I recently had an assignment where I was asked to use pumping lemma to show that a language was not regular, and unfortunately got the wrong answer.

The language to prove is non-regular is as follows: L = {aⁱ b^j c^k: i = j or j = k}

The definition of a pumping lemma that I was given is as follows:

1. opponent picks m
2. I want to pick w to contradict the pumping lemma. Use m to pick a string w ∈ L where |w| ≥ m
3. opponent picks a decomposition of w subject to constraints.
4. I try to pick an i so that the pumped string w_i ∉ L. If found, L is not regular

This subject has proven to be very difficult for me to understand and I feel like a complete airhead because of it, so a detailed explanation as to how I would properly apply a pumping lemma would be appreciated.

Answer 1

Intuitively, the pumping lemma says that long enough words (the length depends only on the language L) in a regular language L must contain a section (of length > 0) which can be repeated as often as desired. Repeating that section ('pumping' the original word) any number of time results in some longer words which are also in the language L.

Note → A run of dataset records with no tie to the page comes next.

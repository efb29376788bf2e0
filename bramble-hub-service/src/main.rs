//! Bramble hub service: reads framed messages from the LoRa radio
//! co-processor over serial, runs them through address management,
//! forwarding, and statistics, and writes responses back.

mod config;
mod dispatch;
mod transport;

use anyhow::{Context, Result};
use config::Config;
use dispatch::HubState;
use std::time::{SystemTime, UNIX_EPOCH};
use tokio::sync::mpsc;
use tokio_serial::SerialPortBuilderExt;
use tracing::{error, info, warn};
use transport::SerialSink;

fn now_s() -> u64 {
    SystemTime::now().duration_since(UNIX_EPOCH).unwrap().as_secs()
}

fn now_ms() -> u64 {
    SystemTime::now().duration_since(UNIX_EPOCH).unwrap().as_millis() as u64
}

enum Event {
    Frame { raw: Vec<u8>, rssi_dbm: i16, snr_db: i16 },
    Sweep,
}

#[tokio::main]
async fn main() -> Result<()> {
    tracing_subscriber::fmt()
        .with_env_filter(
            tracing_subscriber::EnvFilter::try_from_default_env()
                .unwrap_or_else(|_| tracing_subscriber::EnvFilter::new("info")),
        )
        .with_target(false)
        .init();

    let config = Config::from_env();
    info!(port = %config.serial_port, baud = config.baud_rate, "bramble hub service starting");

    let port = tokio_serial::new(&config.serial_port, config.baud_rate)
        .open_native_async()
        .with_context(|| format!("failed to open serial port {}", config.serial_port))?;
    let (mut reader, writer) = tokio::io::split(port);

    let (write_tx, write_rx) = mpsc::unbounded_channel();
    let writer_handle = tokio::spawn(transport::run_writer(writer, write_rx));

    let (event_tx, mut event_rx) = mpsc::unbounded_channel();

    let reader_tx = event_tx.clone();
    let reader_handle = tokio::spawn(async move {
        loop {
            match transport::read_frame(&mut reader).await {
                Ok((raw, rssi_dbm, snr_db)) => {
                    if reader_tx.send(Event::Frame { raw, rssi_dbm, snr_db }).is_err() {
                        break;
                    }
                }
                Err(err) => {
                    error!(?err, "serial read failed, ending reader task");
                    break;
                }
            }
        }
    });

    let sweep_tx = event_tx;
    let sweep_interval = config.sweep_interval;
    let sweep_handle = tokio::spawn(async move {
        let mut ticker = tokio::time::interval(sweep_interval);
        loop {
            ticker.tick().await;
            if sweep_tx.send(Event::Sweep).is_err() {
                break;
            }
        }
    });

    let mut state = HubState::new(SerialSink::new(write_tx));

    info!("hub service running, press Ctrl+C to stop");
    loop {
        tokio::select! {
            _ = tokio::signal::ctrl_c() => {
                info!("received Ctrl+C, shutting down");
                break;
            }
            event = event_rx.recv() => {
                match event {
                    Some(Event::Frame { raw, rssi_dbm, snr_db }) => {
                        if let Some(response) = dispatch::handle_frame(&mut state, &raw, rssi_dbm, snr_db, now_s(), now_ms()) {
                            // The response frame's own header already carries its
                            // destination (bytes 6..8, §3 header layout); `send_frame`'s
                            // `dst` only feeds logging.
                            let dst = bramble_protocol::Address::from_u16(u16::from_le_bytes([response[6], response[7]]));
                            let _ = state.router.sink_mut().send_frame(dst, &response);
                        }
                    }
                    Some(Event::Sweep) => {
                        state.run_sweep(now_s(), now_ms(), config.inactive_timeout_s, config.deregister_timeout_s);
                    }
                    None => {
                        warn!("event channel closed, shutting down");
                        break;
                    }
                }
            }
        }
    }

    reader_handle.abort();
    sweep_handle.abort();
    drop(writer_handle);

    info!("bramble hub service stopped");
    Ok(())
}
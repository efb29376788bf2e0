//! Cooperative single-threaded task scheduler (§4.7, grounded in the
//! original firmware's main-loop task queue: no OS, no preemption, callers
//! post closures-as-tokens and a driving loop pops them in priority/deadline
//! order).
//!
//! There is no real clock here — `now_ms` is supplied by the caller on every
//! `tick`, matching how the original derives time from a hardware timer
//! rather than the scheduler owning one.

pub const QUEUE_CAPACITY: usize = 16;

#[derive(Debug, Clone, Copy, PartialEq, Eq, PartialOrd, Ord)]
pub enum Priority {
    Low,
    Normal,
    High,
}

#[derive(Debug, Clone, Copy, PartialEq, Eq)]
pub struct TaskHandle(u32);

#[derive(Clone, Copy)]
struct Task<T> {
    handle: TaskHandle,
    token: T,
    priority: Priority,
    due_ms: u32,
    period_ms: Option<u32>,
}

/// A fixed-capacity queue of scheduled tokens. `T` is typically a small
/// `Copy` enum identifying what to run; the queue itself runs nothing — the
/// caller's driving loop pops due tasks via `poll_due` and dispatches them.
pub struct TaskQueue<T: Copy, const N: usize = QUEUE_CAPACITY> {
    tasks: heapless::Vec<Task<T>, N>,
    next_handle: u32,
}

impl<T: Copy, const N: usize> Default for TaskQueue<T, N> {
    fn default() -> Self {
        Self::new()
    }
}

impl<T: Copy, const N: usize> TaskQueue<T, N> {
    pub fn new() -> Self {
        TaskQueue {
            tasks: heapless::Vec::new(),
            next_handle: 1,
        }
    }

    fn alloc_handle(&mut self) -> TaskHandle {
        let h = TaskHandle(self.next_handle);
        self.next_handle = self.next_handle.wrapping_add(1).max(1);
        h
    }

    /// Run `token` as soon as the queue is next polled.
    pub fn post(&mut self, token: T, priority: Priority, now_ms: u32) -> Option<TaskHandle> {
        self.post_delayed(token, priority, now_ms, 0)
    }

    /// Run `token` once, `delay_ms` after `now_ms`.
    pub fn post_delayed(
        &mut self,
        token: T,
        priority: Priority,
        now_ms: u32,
        delay_ms: u32,
    ) -> Option<TaskHandle> {
        let handle = self.alloc_handle();
        let task = Task {
            handle,
            token,
            priority,
            due_ms: now_ms.wrapping_add(delay_ms),
            period_ms: None,
        };
        self.tasks.push(task).ok()?;
        Some(handle)
    }

    /// Run `token` once, identical to `post_delayed` — named for call-site
    /// clarity when the delay is semantically "after this other thing".
    pub fn post_after(&mut self, token: T, priority: Priority, now_ms: u32, delay_ms: u32) -> Option<TaskHandle> {
        self.post_delayed(token, priority, now_ms, delay_ms)
    }

    /// Run `token` once right away and never again, replacing any existing
    /// pending instance carrying an equal token (requires `T: PartialEq`).
    pub fn post_once(&mut self, token: T, priority: Priority, now_ms: u32) -> Option<TaskHandle>
    where
        T: PartialEq,
    {
        if self.tasks.iter().any(|t| t.token == token) {
            return None;
        }
        self.post(token, priority, now_ms)
    }

    /// Run `token` every `period_ms`, starting `period_ms` from now.
    pub fn post_periodic(
        &mut self,
        token: T,
        priority: Priority,
        now_ms: u32,
        period_ms: u32,
    ) -> Option<TaskHandle> {
        let handle = self.alloc_handle();
        let task = Task {
            handle,
            token,
            priority,
            due_ms: now_ms.wrapping_add(period_ms),
            period_ms: Some(period_ms),
        };
        self.tasks.push(task).ok()?;
        Some(handle)
    }

    pub fn cancel(&mut self, handle: TaskHandle) -> bool {
        if let Some(pos) = self.tasks.iter().position(|t| t.handle == handle) {
            self.tasks.swap_remove(pos);
            true
        } else {
            false
        }
    }

    pub fn len(&self) -> usize {
        self.tasks.len()
    }

    pub fn is_empty(&self) -> bool {
        self.tasks.is_empty()
    }

    /// Pop and return the highest-priority (ties: earliest-due) task that is
    /// due at or before `now_ms`. Periodic tasks are rescheduled for their
    /// next period before returning.
    pub fn poll_due(&mut self, now_ms: u32) -> Option<(TaskHandle, T)> {
        let mut best: Option<usize> = None;
        for (i, t) in self.tasks.iter().enumerate() {
            if now_ms.wrapping_sub(t.due_ms) as i32 < 0 {
                continue; // not due yet (handles wraparound via signed delta)
            }
            best = match best {
                None => Some(i),
                Some(b) => {
                    let bt = &self.tasks[b];
                    if t.priority > bt.priority
                        || (t.priority == bt.priority && t.due_ms < bt.due_ms)
                    {
                        Some(i)
                    } else {
                        Some(b)
                    }
                }
            };
        }

        let i = best?;
        let task = self.tasks[i];
        if let Some(period) = task.period_ms {
            self.tasks[i].due_ms = task.due_ms.wrapping_add(period);
        } else {
            self.tasks.swap_remove(i);
        }
        Some((task.handle, task.token))
    }
}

The minimal length for the word is the m in the first step of the above definition; the number of times the section is repeated is the i in the 4th step of the above definition.

The pumping lemma is usually used to show that a language L is not regular. It is a proof by contradiction: assume that L is regular and thus the pumping lemma for regular languages is true for L. Then pick a word w which is in L of sufficient length* and show that regardless of how it is decomposed* some pumped word is not in the language. This contradicts the pumping lemma - which we know to be true. Thus our assumption that the language is regular was wrong and thus the language is not regular. The parts marked with an * cannot be chosen to make things easy - that's why in steps 1 and 3 the 'opponent' selects them.

The word w is rewritten as w = x y z, where | y | > 0 and |x y| <= m. Both x and z may be of length 0.

The usual approach is to pick xy to be a string consisting of the same letter such that having more of that same letter (after the pumping) leads to a word not in L.

No restrictions are specified for the i or the k in the language L in the post, so assuming that i = 0 is allowed, a suitable word might be b^m c^m (that is m bs followed by m cs). Now whatever decomposition the opponent might select, the y will always consist of some bs. Repeating those bs leads to a word with more bs than cs and no as, and thus i != j and j!= k and the word is not in the language.